TASK GOAL: Restate each of the lines given below, word for word.

Dataset entries:
[Start of section]

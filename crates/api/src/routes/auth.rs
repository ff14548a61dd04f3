//! Authentication route handlers.
//!
//! Email/password accounts with a session cookie.

use axum::{
    Json,
    extract::State,
    http::StatusCode,
    response::IntoResponse,
};
use serde::{Deserialize, Serialize};
use tower_sessions::Session;
use tracing::info;

use contentforge_core::{Email, UserId};

use crate::error::{AppError, clear_sentry_user, set_sentry_user};
use crate::middleware::{RequireAuth, clear_current_user, set_current_user};
use crate::models::{CurrentUser, User};
use crate::db::UserRepository;
use crate::services::auth::AuthService;
use crate::state::AppState;

/// Credentials for register and login.
#[derive(Debug, Deserialize)]
pub struct Credentials {
    pub email: String,
    pub password: String,
}

/// The logged-in user as returned by the API.
#[derive(Debug, Serialize)]
pub struct UserResponse {
    pub id: UserId,
    pub email: Email,
}

impl From<User> for UserResponse {
    fn from(user: User) -> Self {
        Self {
            id: user.id,
            email: user.email,
        }
    }
}

async fn start_session(session: &Session, user: &User) -> Result<(), AppError> {
    // New id on every login
    session
        .cycle_id()
        .await
        .map_err(|e| AppError::Internal(format!("session error: {e}")))?;
    let current = CurrentUser {
        id: user.id,
        email: user.email.clone(),
    };
    set_current_user(session, &current)
        .await
        .map_err(|e| AppError::Internal(format!("session error: {e}")))?;
    set_sentry_user(user.id.as_i32(), Some(user.email.as_str()));
    Ok(())
}

/// Create an account and log it in.
///
/// POST /api/auth/register
///
/// # Errors
///
/// 400 for an invalid email or short password, 409 if the email is taken.
pub async fn register(
    State(state): State<AppState>,
    session: Session,
    Json(body): Json<Credentials>,
) -> Result<impl IntoResponse, AppError> {
    let user = AuthService::new(state.pool())
        .register(&body.email, &body.password)
        .await?;
    start_session(&session, &user).await?;

    info!(user_id = %user.id, "User registered");
    Ok((StatusCode::CREATED, Json(UserResponse::from(user))))
}

/// Log in.
///
/// POST /api/auth/login
///
/// # Errors
///
/// 401 for unknown email or wrong password (same message for both).
pub async fn login(
    State(state): State<AppState>,
    session: Session,
    Json(body): Json<Credentials>,
) -> Result<Json<UserResponse>, AppError> {
    let user = AuthService::new(state.pool())
        .login(&body.email, &body.password)
        .await?;
    start_session(&session, &user).await?;

    info!(user_id = %user.id, "User logged in");
    Ok(Json(UserResponse::from(user)))
}

/// Log out.
///
/// POST /api/auth/logout
///
/// # Errors
///
/// 500 if the session store fails.
pub async fn logout(session: Session) -> Result<StatusCode, AppError> {
    clear_current_user(&session)
        .await
        .map_err(|e| AppError::Internal(format!("session error: {e}")))?;
    clear_sentry_user();
    Ok(StatusCode::NO_CONTENT)
}

/// The signed-in account, re-read from the database.
///
/// GET /api/auth/me
///
/// # Errors
///
/// 401 without a session, or when the account behind it no longer exists
/// (the session is cleared).
pub async fn me(
    State(state): State<AppState>,
    session: Session,
    RequireAuth(current): RequireAuth,
) -> Result<Json<UserResponse>, AppError> {
    if let Some(user) = UserRepository::new(state.pool()).get_by_id(current.id).await? {
        return Ok(Json(UserResponse::from(user)));
    }

    clear_current_user(&session)
        .await
        .map_err(|e| AppError::Internal(format!("session error: {e}")))?;
    Err(AppError::Unauthorized("Authentication required".to_string()))
}
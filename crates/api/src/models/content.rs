//! Generated content items (articles, pages, product copy).

use chrono::{DateTime, Utc};
use serde::{Deserialize, Serialize};

use contentforge_core::{ContentId, ContentKind, ContentStatus, Platform, WebsiteId};

/// A content item belonging to exactly one website.
#[derive(Debug, Clone, Serialize, sqlx::FromRow)]
pub struct Content {
    pub id: ContentId,
    pub website_id: WebsiteId,
    pub kind: ContentKind,
    pub title: String,
    pub keywords: Vec<String>,
    pub body_markdown: String,
    /// HTML rendered from `body_markdown`; never edited directly.
    pub body_html: String,
    pub meta_title: Option<String>,
    pub meta_description: Option<String>,
    pub status: ContentStatus,
    /// Platform the item was last published to.
    pub platform: Option<Platform>,
    /// WordPress post ID, or `{blog_id}/{article_id}` on Shopify.
    pub external_id: Option<String>,
    pub external_url: Option<String>,
    pub published_at: Option<DateTime<Utc>>,
    pub created_at: DateTime<Utc>,
    pub updated_at: DateTime<Utc>,
}

/// Fields for inserting a content item.
#[derive(Debug, Clone)]
pub struct NewContent {
    pub website_id: WebsiteId,
    pub kind: ContentKind,
    pub title: String,
    pub keywords: Vec<String>,
    pub body_markdown: String,
    pub body_html: String,
}

/// Partial update of a content item.
#[derive(Debug, Clone, Default, Deserialize)]
pub struct ContentUpdate {
    pub title: Option<String>,
    pub keywords: Option<Vec<String>>,
    pub body_markdown: Option<String>,
    pub meta_title: Option<String>,
    pub meta_description: Option<String>,
    pub status: Option<ContentStatus>,
}

impl ContentUpdate {
    /// Whether the update carries no changes.
    #[must_use]
    pub const fn is_empty(&self) -> bool {
        self.title.is_none()
            && self.keywords.is_none()
            && self.body_markdown.is_none()
            && self.meta_title.is_none()
            && self.meta_description.is_none()
            && self.status.is_none()
    }
}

[End of section]

WRITTEN SOLUTION:
filename crates/api/src/routes/auth.rs
repository ff14548a61dd04f3
//! Authentication route handlers.
//!
//! Email/password accounts with a session cookie.

use axum::{
    Json,
    extract::State,
    http::StatusCode,
    response::IntoResponse,
};
use serde::{Deserialize, Serialize};
use tower_sessions::Session;
use tracing::info;

use contentforge_core::{Email, UserId};

use crate::error::{AppError, clear_sentry_user, set_sentry_user};
use crate::middleware::{RequireAuth, clear_current_user, set_current_user};
use crate::models::{CurrentUser, User};
use crate::db::UserRepository;
use crate::services::auth::AuthService;
use crate::state::AppState;

/// Credentials for register and login.
#[derive(Debug, Deserialize)]
pub struct Credentials {
    pub email: String,
    pub password: String,
}

/// The logged-in user as returned by the API.
#[derive(Debug, Serialize)]
pub struct UserResponse {
    pub id: UserId,
    pub email: Email,
}

impl From<User> for UserResponse {
    fn from(user: User) -> Self {
        Self {
            id: user.id,
            email: user.email,
        }
    }
}

async fn start_session(session: &Session, user: &User) -> Result<(), AppError> {
    // New id on every login
    session
        .cycle_id()
        .await
        .map_err(|e| AppError::Internal(format!("session error: {e}")))?;
    let current = CurrentUser {
        id: user.id,
        email: user.email.clone(),
    };
    set_current_user(session, &current)
        .await
        .map_err(|e| AppError::Internal(format!("session error: {e}")))?;
    set_sentry_user(user.id.as_i32(), Some(user.email.as_str()));
    Ok(())
}

/// Create an account and log it in.
///
/// POST /api/auth/register
///
/// # Errors
///
/// 400 for an invalid email or short password, 409 if the email is taken.
pub async fn register(
    State(state): State<AppState>,
    session: Session,
    Json(body): Json<Credentials>,
) -> Result<impl IntoResponse, AppError> {
    let user = AuthService::new(state.pool())
        .register(&body.email, &body.password)
        .await?;
    start_session(&session, &user).await?;

    info!(user_id = %user.id, "User registered");
    Ok((StatusCode::CREATED, Json(UserResponse::from(user))))
}

/// Log in.
///
/// POST /api/auth/login
///
/// # Errors
///
/// 401 for unknown email or wrong password (same message for both).
pub async fn login(
    State(state): State<AppState>,
    session: Session,
    Json(body): Json<Credentials>,
) -> Result<Json<UserResponse>, AppError> {
    let user = AuthService::new(state.pool())
        .login(&body.email, &body.password)
        .await?;
    start_session(&session, &user).await?;

    info!(user_id = %user.id, "User logged in");
    Ok(Json(UserResponse::from(user)))
}

/// Log out.
///
/// POST /api/auth/logout
///
/// # Errors
///
/// 500 if the session store fails.
pub async fn logout(session: Session) -> Result<StatusCode, AppError> {
    clear_current_user(&session)
        .await
        .map_err(|e| AppError::Internal(format!("session error: {e}")))?;
    clear_sentry_user();
    Ok(StatusCode::NO_CONTENT)
}

/// The signed-in account, re-read from the database.
///
/// GET /api/auth/me
///
/// # Errors
///
/// 401 without a session, or when the account behind it no longer exists
/// (the session is cleared).
pub async fn me(
    State(state): State<AppState>,
    session: Session,
    RequireAuth(current): RequireAuth,
) -> Result<Json<UserResponse>, AppError> {
    if let Some(user) = UserRepository::new(state.pool()).get_by_id(current.id).await? {
        return Ok(Json(UserResponse::from(user)));
    }

    clear_current_user(&session)
        .await
        .map_err(|e| AppError::Internal(format!("session error: {e}")))?;
    Err(AppError::Unauthorized("Authentication required".to_string()))
}
filename crates/api/src/models/content.rs
//! Generated content items (articles, pages, product copy).

use chrono::{DateTime, Utc};
use serde::{Deserialize, Serialize};

use contentforge_core::{ContentId, ContentKind, ContentStatus, Platform, WebsiteId};

/// A content item belonging to exactly one website.
#[derive(Debug, Clone, Serialize, sqlx::FromRow)]
pub struct Content {
    pub id: ContentId,
    pub website_id: WebsiteId,
    pub kind: ContentKind,
    pub title: String,
    pub keywords: Vec<String>,
    pub body_markdown: String,
    /// HTML rendered from `body_markdown`; never edited directly.
    pub body_html: String,
    pub meta_title: Option<String>,
    pub meta_description: Option<String>,
    pub status: ContentStatus,
    /// Platform the item was last published to.
    pub platform: Option<Platform>,
    /// WordPress post ID, or `{blog_id}/{article_id}` on Shopify.
    pub external_id: Option<String>,
    pub external_url: Option<String>,
    pub published_at: Option<DateTime<Utc>>,
    pub created_at: DateTime<Utc>,
    pub updated_at: DateTime<Utc>,
}

/// Fields for inserting a content item.
#[derive(Debug, Clone)]
pub struct NewContent {
    pub website_id: WebsiteId,
    pub kind: ContentKind,
    pub title: String,
    pub keywords: Vec<String>,
    pub body_markdown: String,
    pub body_html: String,
}

/// Partial update of a content item.
#[derive(Debug, Clone, Default, Deserialize)]
pub struct ContentUpdate {
    pub title: Option<String>,
    pub keywords: Option<Vec<String>>,
    pub body_markdown: Option<String>,
    pub meta_title: Option<String>,
    pub meta_description: Option<String>,
    pub status: Option<ContentStatus>,
}

impl ContentUpdate {
    /// Whether the update carries no changes.
    #[must_use]
    pub const fn is_empty(&self) -> bool {
        self.title.is_none()
            && self.keywords.is_none()
            && self.body_markdown.is_none()
            && self.meta_title.is_none()
            && self.meta_description.is_none()
            && self.status.is_none()
    }
}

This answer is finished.